Reproduce verbatim the line where "fn handle_panic(err: Box<dyn" occurs, along with all following lines down to the last line of the data.

--- MATERIAL SUPPLIED Enclosed Below ---

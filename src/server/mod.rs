//! HTTP server module
//!
//! Provides:
//! - Alert ingestion webhook (POST /alert)
//! - Health check (GET /health)
//! - A fault barrier converting any panic into a structured 500 response

mod handlers;
pub mod types;

use crate::error::Result;
use crate::state::AppState;
use axum::body::Body;
use axum::http::{header, HeaderValue, Response, StatusCode};
use axum::routing::{get, post};
use axum::Router;
use std::any::Any;
use std::backtrace::Backtrace;
use std::sync::Arc;
use tower_http::catch_panic::CatchPanicLayer;
use tower_http::cors::{Any as CorsAny, CorsLayer};
use tower_http::trace::TraceLayer;
use tracing::info;
use types::FaultResponse;

/// Build the application router
pub fn router(state: Arc<AppState>) -> Router {
    let cors = CorsLayer::new()
        .allow_origin(CorsAny)
        .allow_methods(CorsAny)
        .allow_headers(CorsAny);

    Router::new()
        .route("/health", get(handlers::health))
        .route("/alert", post(handlers::ingest_alert))
        .with_state(state)
        .layer(CatchPanicLayer::custom(handle_panic))
        .layer(cors)
        .layer(TraceLayer::new_for_http())
}

/// Bind and run the server until ctrl-c
pub async fn serve(state: Arc<AppState>) -> Result<()> {
    let addr = state.config.bind_addr();
    let app = router(state);

    let listener = tokio::net::TcpListener::bind(&addr).await?;
    info!("Alert relay listening on {}", addr);
    info!("  POST http://{}/alert", addr);
    info!("  GET  http://{}/health", addr);

    axum::serve(listener, app)
        .with_graceful_shutdown(shutdown_signal())
        .await?;

    info!("Server shut down");
    Ok(())
}

async fn shutdown_signal() {
    if let Err(e) = tokio::signal::ctrl_c().await {
        tracing::error!("Failed to listen for shutdown signal: {}", e);
    }
}

/// Fault barrier: turn an uncaught panic into a structured 500 body
fn handle_panic(err: Box<dyn Any + Send + 'static>) -> Response<Body> {
    let detail = if let Some(s) = err.downcast_ref::<String>() {
        s.clone()
    } else if let Some(s) = err.downcast_ref::<&str>() {
        (*s).to_string()
    } else {
        "Unknown panic".to_string()
    };

    tracing::error!("Unhandled panic in request handler: {}", detail);

    let body = FaultResponse {
        error_code: 500,
        error_message: detail,
        stack_trace: Backtrace::force_capture().to_string(),
    };
    let bytes = serde_json::to_vec(&body).unwrap_or_default();

    let mut response = Response::new(Body::from(bytes));
    *response.status_mut() = StatusCode::INTERNAL_SERVER_ERROR;
    response.headers_mut().insert(
        header::CONTENT_TYPE,
        HeaderValue::from_static("application/json"),
    );
    response
}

--- End of Enclosed MATERIAL SUPPLIED ---

* RESULT *
fn handle_panic(err: Box<dyn Any + Send + 'static>) -> Response<Body> {
    let detail = if let Some(s) = err.downcast_ref::<String>() {
        s.clone()
    } else if let Some(s) = err.downcast_ref::<&str>() {
        (*s).to_string()
    } else {
        "Unknown panic".to_string()
    };

    tracing::error!("Unhandled panic in request handler: {}", detail);

    let body = FaultResponse {
        error_code: 500,
        error_message: detail,
        stack_trace: Backtrace::force_capture().to_string(),
    };
    let bytes = serde_json::to_vec(&body).unwrap_or_default();

    let mut response = Response::new(Body::from(bytes));
    *response.status_mut() = StatusCode::INTERNAL_SERVER_ERROR;
    response.headers_mut().insert(
        header::CONTENT_TYPE,
        HeaderValue::from_static("application/json"),
    );
    response
}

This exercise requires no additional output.